Games As Self-Care

Today I intend to discuss a little about how games – any kind of game – can be a useful way to look after your own mental and emotional state of being in various ways. This may well become increasingly useful in the future, for more people than just the kind of gamers who are likely to read this blog. Do consider the gift of a game this holiday season, if you know someone who might benefit from it.

Gaming, at the core of it, is about having a good time; originally with friends, in a social situation, but solitary versions cropped up almost immediately. Today, there’s an amazing wealth of ways of play games, both with others and by yourself. This is good, as games cover a wide range of ways to look after your mental state.

Some games may simply help you relax; I’ve logged more than a few hours in Starbound as a farmer on an otherwise empty planet, tending crops and collecting material from the animals I’ve raised. It’s simple and soothing, the kind of thing that lets me occupy the surface of my thoughts while the rest of my mind winds down from things. Other people have their own versions of this; my wife and my mother both play games like Candy Crush and Bejeweled to pass the time and relax.

Then there are games with catharsis as the goal; I play Rift because it gives me a supply of things to take frustration out on, bursts of accomplishment when I get an achievement or finish a quest, and ample visual entertainment to make me feel happy with the game. It’s a stress release valve that other games have previously filled and which still others things will likely fill in the future. Another person I know tends to play much more explosive games such as Planetside 2 and the like; it fills the same purpose.

Then there are the one that fill my social needs, and my needs as a teller of stories. Tabletop games fill both of these needs, giving me vocal access to people who share some of the same ways of thinking that I have and letting me fill the need for camaraderie. For all my introverted ways, I still need contact with people who can understand me. More than that, games let me tell stories to help the others in my group; I can give them a world where they can be straight-up heroes and where good can definitively triumph over evil, something the real world is often critically short on. Here more than anywhere, games can be important to mental health. It gives us a reminder that we, too, can be heroes.
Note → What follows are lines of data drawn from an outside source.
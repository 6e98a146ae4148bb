use serde::{Deserialize, Serialize};

/// Body of `POST /auth/login`
#[derive(Debug, Clone, Serialize)]
pub struct Credentials {
    /// Email or username
    pub identifier: String,
    pub password: String,
}

impl Credentials {
    pub fn new(identifier: impl Into<String>, password: impl Into<String>) -> Self {
        Self {
            identifier: identifier.into(),
            password: password.into(),
        }
    }
}

/// Body of `POST /auth/register`
#[derive(Debug, Clone, Serialize)]
pub struct Registration {
    pub username: String,
    pub email: String,
    pub password: String,
}

/// Sign-up form as filled in by the user. The confirmation field is only
/// used for validation and never leaves the client.
#[derive(Debug, Clone, Default, Deserialize)]
pub struct RegistrationForm {
    pub username: String,
    pub email: String,
    pub password: String,
    pub confirm_password: String,
}

impl RegistrationForm {
    pub fn to_registration(&self) -> Registration {
        Registration {
            username: self.username.clone(),
            email: self.email.clone(),
            password: self.password.clone(),
        }
    }
}
use reqwest::StatusCode;
use serde::Deserialize;
use thiserror::Error;

use crate::utils::truncate_string;

#[derive(Error, Debug, Clone, PartialEq, Eq)]
pub enum ApiError {
    /// The backend rejected the credential. By the time a caller sees this
    /// the session has already been evicted.
    #[error("Unauthorized - session has been signed out")]
    Unauthorized,

    #[error("{message}")]
    RequestFailed {
        status: Option<u16>,
        message: String,
    },
}

/// Maximum length for error response bodies in log output
const MAX_ERROR_BODY_LENGTH: usize = 500;

/// `{ "error": { "message": "..." } }`
#[derive(Debug, Deserialize)]
struct ErrorBody {
    error: ErrorDetail,
}

#[derive(Debug, Deserialize)]
struct ErrorDetail {
    message: Option<String>,
}

impl ApiError {
    /// Truncate a response body to avoid logging excessive data
    pub fn truncate_body(body: &str) -> String {
        if body.len() <= MAX_ERROR_BODY_LENGTH {
            body.to_string()
        } else {
            format!(
                "{} (truncated, {} total bytes)",
                truncate_string(body, MAX_ERROR_BODY_LENGTH),
                body.len()
            )
        }
    }

    /// Pull the human-readable message out of an error body, if there is one
    pub fn server_message(body: &str) -> Option<String> {
        serde_json::from_str::<ErrorBody>(body)
            .ok()
            .and_then(|b| b.error.message)
            .filter(|m| !m.trim().is_empty())
    }

    pub fn from_status(status: StatusCode, body: &str, fallback: &str) -> Self {
        if status == StatusCode::UNAUTHORIZED {
            return ApiError::Unauthorized;
        }
        ApiError::RequestFailed {
            status: Some(status.as_u16()),
            message: Self::server_message(body).unwrap_or_else(|| fallback.to_string()),
        }
    }

    /// A failure with no usable response (transport error, undecodable body)
    pub fn request_failed(fallback: &str) -> Self {
        ApiError::RequestFailed {
            status: None,
            message: fallback.to_string(),
        }
    }

    pub fn status(&self) -> Option<u16> {
        match self {
            ApiError::Unauthorized => Some(StatusCode::UNAUTHORIZED.as_u16()),
            ApiError::RequestFailed { status, .. } => *status,
        }
    }
}
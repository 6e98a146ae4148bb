//! Command handlers.
//!
//! Each handler returns `Ok(true)` on success and `Ok(false)` when the
//! failure has already been shown to the user. Only unexpected errors are
//! propagated.

use std::io::{self, BufRead, Write};
use std::sync::Arc;

use anyhow::{Context, Result};
use tokio::sync::broadcast;
use tracing::{debug, warn};

use profilesync_core::{
    AccessGate, ApiError, Config, Credentials, Error, GateDecision, NavigationEvent, Notifier,
    ProfilePatch, ProfileSync, RegistrationForm, SessionState, UpdateOutcome,
};

use crate::console::{self, ConsoleNotifier};

/// Read the password from here instead of prompting (for scripting)
const ENV_PASSWORD: &str = "PROFILESYNC_PASSWORD";

pub struct App {
    config: Config,
    client: ProfileSync,
    notifier: Arc<ConsoleNotifier>,
    navigation: broadcast::Receiver<NavigationEvent>,
    /// Latest navigation the client asked for, shown once on exit
    pending: Option<NavigationEvent>,
}

impl App {
    pub async fn new() -> Result<Self> {
        let config = Config::load()
            .unwrap_or_else(|e| {
                warn!("Failed to load config, using defaults: {:#}", e);
                Config::default()
            })
            .with_env_overrides();
        debug!(api_url = config.api_url(), backend = ?config.credential_backend, "Loaded config");

        let notifier = Arc::new(ConsoleNotifier);
        let client = ProfileSync::from_config(&config, notifier.clone())
            .context("Failed to set up client")?;
        let navigation = client.navigation();
        client.start().await;

        Ok(Self {
            config,
            client,
            notifier,
            navigation,
            pending: None,
        })
    }

    pub async fn login(&mut self, identifier: Option<String>) -> Result<bool> {
        let identifier = match identifier.or_else(|| self.config.last_identifier.clone()) {
            Some(identifier) => identifier,
            None => prompt("Email or username: ")?,
        };
        let password = password("Password: ")?;

        let credentials = Credentials::new(identifier.trim(), password);
        let Some(session) = self.settle(self.client.sign_in(&credentials).await)? else {
            return Ok(false);
        };

        self.config.last_identifier = Some(credentials.identifier);
        if let Err(e) = self.config.save() {
            warn!("Failed to save config: {:#}", e);
        }
        println!("Signed in as {}", session.profile.display_name());
        Ok(true)
    }

    pub async fn register(&mut self, username: String, email: String) -> Result<bool> {
        let form = RegistrationForm {
            username,
            email,
            password: password("Password: ")?,
            confirm_password: password("Confirm password: ")?,
        };
        let Some(session) = self.settle(self.client.sign_up(&form).await)? else {
            return Ok(false);
        };

        self.config.last_identifier = Some(form.email);
        if let Err(e) = self.config.save() {
            warn!("Failed to save config: {:#}", e);
        }
        println!("Signed in as {}", session.profile.display_name());
        Ok(true)
    }

    pub fn logout(&mut self) {
        if !self.client.sessions().is_authenticated() {
            println!("Not signed in.");
            return;
        }
        self.client.sign_out();
        // Signing out is the user's own request; no need to point them at login
        self.drain_navigation();
        self.pending = None;
    }

    pub async fn whoami(&mut self, json: bool) -> Result<bool> {
        if !self.gate().await {
            return Ok(false);
        }

        let profile = match self.client.profile().await {
            Ok(profile) => profile,
            Err(Error::Api(ApiError::Unauthorized)) => return Ok(false),
            Err(Error::Api(e)) => {
                self.notifier.error(&e.to_string());
                return Ok(false);
            }
            Err(e) => return Err(e.into()),
        };

        if json {
            println!("{}", serde_json::to_string_pretty(&profile)?);
        } else {
            console::print_dashboard(&profile, self.client.cache().entry().as_ref());
        }
        Ok(true)
    }

    pub async fn update(&mut self, patch: ProfilePatch) -> Result<bool> {
        if !self.gate().await {
            return Ok(false);
        }
        if patch.is_empty() {
            self.notifier
                .warning("Nothing to change. Pass --username, --email or --set KEY=VALUE.");
            return Ok(false);
        }

        match self.settle(self.client.update_profile(patch).await)? {
            Some(UpdateOutcome::Committed(profile)) => {
                for line in console::render_profile(&profile) {
                    println!("{}", line);
                }
                Ok(true)
            }
            // Already reported by the updater
            Some(UpdateOutcome::NothingToUpdate) => Ok(true),
            None => Ok(false),
        }
    }

    pub fn status(&self) {
        match self.client.sessions().state() {
            SessionState::Authenticated(session) => {
                println!("Signed in as {}", session.profile.display_name());
                println!("  api      {}", self.client.api().base_url());
                println!("  session  {} old", format_age(session.age()));
            }
            SessionState::Unauthenticated | SessionState::Hydrating => {
                println!("Not signed in.");
                println!("  api      {}", self.client.api().base_url());
            }
        }
    }

    /// Print a hint for the last navigation the client requested
    pub fn follow_navigation(&mut self) {
        self.drain_navigation();
        if let Some(event) = self.pending.take() {
            debug!(to = event.to.path(), replace = event.replace, "Navigation requested");
            if let Some(hint) = console::navigation_hint(event.to) {
                eprintln!("{}", hint);
            }
        }
    }

    fn drain_navigation(&mut self) {
        loop {
            match self.navigation.try_recv() {
                Ok(event) => self.pending = Some(event),
                Err(broadcast::error::TryRecvError::Lagged(skipped)) => {
                    debug!(skipped, "Navigation receiver lagged");
                }
                Err(_) => break,
            }
        }
    }

    /// Run the access gate; on redirect remember where to send the user
    async fn gate(&mut self) -> bool {
        match AccessGate::resolve(self.client.sessions()).await {
            GateDecision::Render(()) => true,
            GateDecision::Redirect(event) => {
                println!("Not signed in.");
                self.pending = Some(event);
                false
            }
            GateDecision::Loading => false,
        }
    }

    /// Sort a core result into success, an already-reported failure, or an
    /// unexpected error
    fn settle<T>(&self, result: profilesync_core::Result<T>) -> Result<Option<T>> {
        match result {
            Ok(value) => Ok(Some(value)),
            // Api failures are notified by the core before they reach us
            Err(Error::Api(_)) => Ok(None),
            Err(Error::Validation(e)) => {
                self.notifier.error(&format!("{}: {}", e.field, e.message));
                Ok(None)
            }
            Err(e) => Err(e.into()),
        }
    }
}

fn prompt(label: &str) -> Result<String> {
    let mut stderr = io::stderr();
    write!(stderr, "{}", label)?;
    stderr.flush()?;
    let mut line = String::new();
    io::stdin().lock().read_line(&mut line)?;
    Ok(line.trim().to_string())
}

fn password(label: &str) -> Result<String> {
    if let Ok(password) = std::env::var(ENV_PASSWORD) {
        return Ok(password);
    }
    rpassword::prompt_password(label).context("Failed to read password")
}

fn format_age(age: chrono::Duration) -> String {
    let minutes = age.num_minutes().max(0);
    if minutes < 1 {
        "<1m".to_string()
    } else if minutes < 60 {
        format!("{}m", minutes)
    } else if minutes < 1440 {
        format!("{}h", minutes / 60)
    } else {
        format!("{}d", minutes / 1440)
    }
}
Those same games can let us be who we want to be, as well; games can let trans people who are still in the closet be themselves for a time, let us all play an ideal version of ourselves, and serve to let us be a hero for a time. That space to simply be ourselves can be important for anyone who plays games. If it lets us find like minds to share the burdens, so much the better.

Ultimately, games can be a form of self-care that let us face the world from a better place than we’re in when we sit down to play. That alone is enough reason to make and play them.